The STFT implementation parameters used in our proposal are as follows: PCG blocks of $L_B=2800$ samples were processed using a Hamming-type $w\left(n\right)$ analysis window of length $L_w=100$ samples, an overlap of $R=88$ samples and the FFT length of $N=512$ samples. Using these parameters, the spectrogram $S(\tau ,\omega )$ has a size of 257 × 224. Since the CNN architectures we have decided to use in this work require an input image of different dimensions than those of $S(\tau ,\omega )$, the spectrogram was cropped to fit the size 224 × 224. In this case, rows 225 to 257 were removed, i.e., the subsequent PCG analysis only considers frequencies of up to ≈871 Hz. We consider it safe to discard that frequency range since it hardly contains any PCG energy.

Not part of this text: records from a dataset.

//! Layout: shape, strides, and offset for tensor memory layout

use smallvec::SmallVec;
use std::fmt;

/// Convolution operands are at most rank 4, so that many dims stay on the stack.
const STACK_DIMS: usize = 4;

/// Shape type: dimensions of a tensor
pub type Shape = SmallVec<[usize; STACK_DIMS]>;

/// Strides type: element offsets between consecutive indices per dimension
pub type Strides = SmallVec<[isize; STACK_DIMS]>;

/// Layout describes how a tensor's logical indices map onto its storage
///
/// A layout is contiguous when its strides are the row-major strides of its
/// shape and the offset is zero. Transposes produce non-contiguous layouts
/// sharing the same storage.
#[derive(Clone, PartialEq, Eq)]
pub struct Layout {
    shape: Shape,
    strides: Strides,
    offset: usize,
}

impl Layout {
    /// Create a row-major contiguous layout for the given shape
    pub fn contiguous(shape: &[usize]) -> Self {
        let shape: Shape = shape.iter().copied().collect();
        let strides = Self::compute_contiguous_strides(&shape);
        Self {
            shape,
            strides,
            offset: 0,
        }
    }

    /// Create a layout with explicit strides and offset
    pub fn new(shape: Shape, strides: Strides, offset: usize) -> Self {
        debug_assert_eq!(shape.len(), strides.len());
        Self {
            shape,
            strides,
            offset,
        }
    }

    fn compute_contiguous_strides(shape: &[usize]) -> Strides {
        let mut strides: Strides = SmallVec::with_capacity(shape.len());
        let mut stride = 1isize;

        for &dim in shape.iter().rev() {
            strides.push(stride);
            stride *= dim as isize;
        }

        strides.reverse();
        strides
    }

    /// Shape of the layout
    #[inline]
    pub fn shape(&self) -> &[usize] {
        &self.shape
    }

    /// Strides in elements
    #[inline]
    pub fn strides(&self) -> &[isize] {
        &self.strides
    }

    /// Offset into storage, in elements
    #[inline]
    pub fn offset(&self) -> usize {
        self.offset
    }

    /// Number of dimensions
    #[inline]
    pub fn ndim(&self) -> usize {
        self.shape.len()
    }

    /// Total number of elements
    #[inline]
    pub fn elem_count(&self) -> usize {
        self.shape.iter().product()
    }

    /// Whether the layout is row-major contiguous with zero offset
    pub fn is_contiguous(&self) -> bool {
        self.strides == Self::compute_contiguous_strides(&self.shape) && self.offset == 0
    }

    /// Size of dimension `d` (negative indices count from the end)
    pub fn dim(&self, d: isize) -> Option<usize> {
        let idx = self.normalize_dim(d)?;
        Some(self.shape[idx])
    }

    /// Resolve a possibly negative dimension index
    pub fn normalize_dim(&self, d: isize) -> Option<usize> {
        let ndim = self.ndim() as isize;
        let idx = if d < 0 { ndim + d } else { d };
        if idx >= 0 && idx < ndim {
            Some(idx as usize)
        } else {
            None
        }
    }

    /// Storage offset of a multi-index, or `None` if out of bounds
    pub fn index(&self, indices: &[usize]) -> Option<usize> {
        if indices.len() != self.ndim() {
            return None;
        }

        for (idx, &dim) in indices.iter().zip(self.shape.iter()) {
            if *idx >= dim {
                return None;
            }
        }

        let mut linear = self.offset as isize;
        for (&idx, &stride) in indices.iter().zip(self.strides.iter()) {
            linear += idx as isize * stride;
        }

        Some(linear as usize)
    }

    /// Swap two dimensions without moving data
    pub fn transpose(&self, dim0: isize, dim1: isize) -> Option<Self> {
        let d0 = self.normalize_dim(dim0)?;
        let d1 = self.normalize_dim(dim1)?;

        let mut new_shape = self.shape.clone();
        let mut new_strides = self.strides.clone();

        new_shape.swap(d0, d1);
        new_strides.swap(d0, d1);

        Some(Self {
            shape: new_shape,
            strides: new_strides,
            offset: self.offset,
        })
    }

    /// Reinterpret a contiguous layout with a new shape of the same size
    pub fn reshape(&self, new_shape: &[usize]) -> Option<Self> {
        if !self.is_contiguous() {
            return None;
        }

        let new_count: usize = new_shape.iter().product();
        if new_count != self.elem_count() {
            return None;
        }

        Some(Self::contiguous(new_shape))
    }
}

impl fmt::Debug for Layout {
    fn fmt(&self, f: &mut fmt::Formatter<'_>) -> fmt::Result {
        write!(
            f,
            "Layout {{ shape: {:?}, strides: {:?}, offset: {} }}",
            self.shape.as_slice(),
            self.strides.as_slice(),
            self.offset
        )
    }
}

impl fmt::Display for Layout {
    fn fmt(&self, f: &mut fmt::Formatter<'_>) -> fmt::Result {
        write!(f, "{:?}", self.shape.as_slice())
    }
}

Figure 2a,b illustrate the cropped spectrograms and the type of images that we use; these correspond to the PCG waveforms presented in Figure 3. The advantage of converting a PCG signal block of 1.4 s (2800 samples) to an image is that cardiac signal segmentation is not required. In practice, we can be sure that the block under analysis contains at least one entire cardiac cycle. The overlap between contiguous PCG blocks is 1400 samples.

2.3.2. Mel Spectrogram

It has been known for decades that humans do not perceive frequencies on a linear scale; detecting changes in lower frequencies is easier than distinguishing them in higher frequencies. The mel scale is an attempt to measure pitch’s psychological sensation such that equal distances in pitch sounded equally distant to a listener [64]. The reference point between the mel scale and the linear frequency scale in Hertz is defined arbitrarily by equating a 1000 Hz tone, 40 dB above the listener’s hearing threshold, with a 1000 mels tone. The mel and the linear frequency scale are related by $\varphi \left(f_{\mathrm{mel}}\right)=2595·{log}_{10}\left(1+{\displaystyle \frac{f_{\mathrm{Hertz}}}{700}}\right)$. According to the mel scale, the mel spectrogram can be considered a rescaled spectrogram in its vertical axis. In practice, the rescaling operation uses a set of band-pass filters, specifically a half-overlapped triangular set of filters equally spaced on the mel scale. Figure 4 shows the filter bank used in this work; we decided to use $L_{\mathrm{mel}}=24$ bands, as proposed in [65] for PCG signals sampled at 2 kHz. The mel spectrogram values are obtained by multiplying the frequency domain values (i.e., the FFT bins) of the columns of $S(k,m)$ by the corresponding matrix composed of triangular filters and then adding the result. This process is repeated for the M STFT frames. More specifically, let $\varphi (k,\ell )$ be the array that contains the mel-scale filterbank, where $\ell =0,\dots ,L_{\mathrm{mel}}-1$ and $k=0,1,\dots ,N/2-1$. The mel spectrogram is obtained by computing the expression

$$S_{\mathrm{mel}}(\ell ,m)=\sum _{k=0}^{{\displaystyle \frac{N}{2}}-1}S(k,m)\varphi (k,\ell ),$$

(3)

where ℓ is the mel-frequency band index and m is the time-frame index. Figure 5 shows the mel spectrogram corresponding to the PCG waveforms presented in Figure 3. Both mel spectrograms closely resemble the linear spectrograms of Figure 2, but with less detail.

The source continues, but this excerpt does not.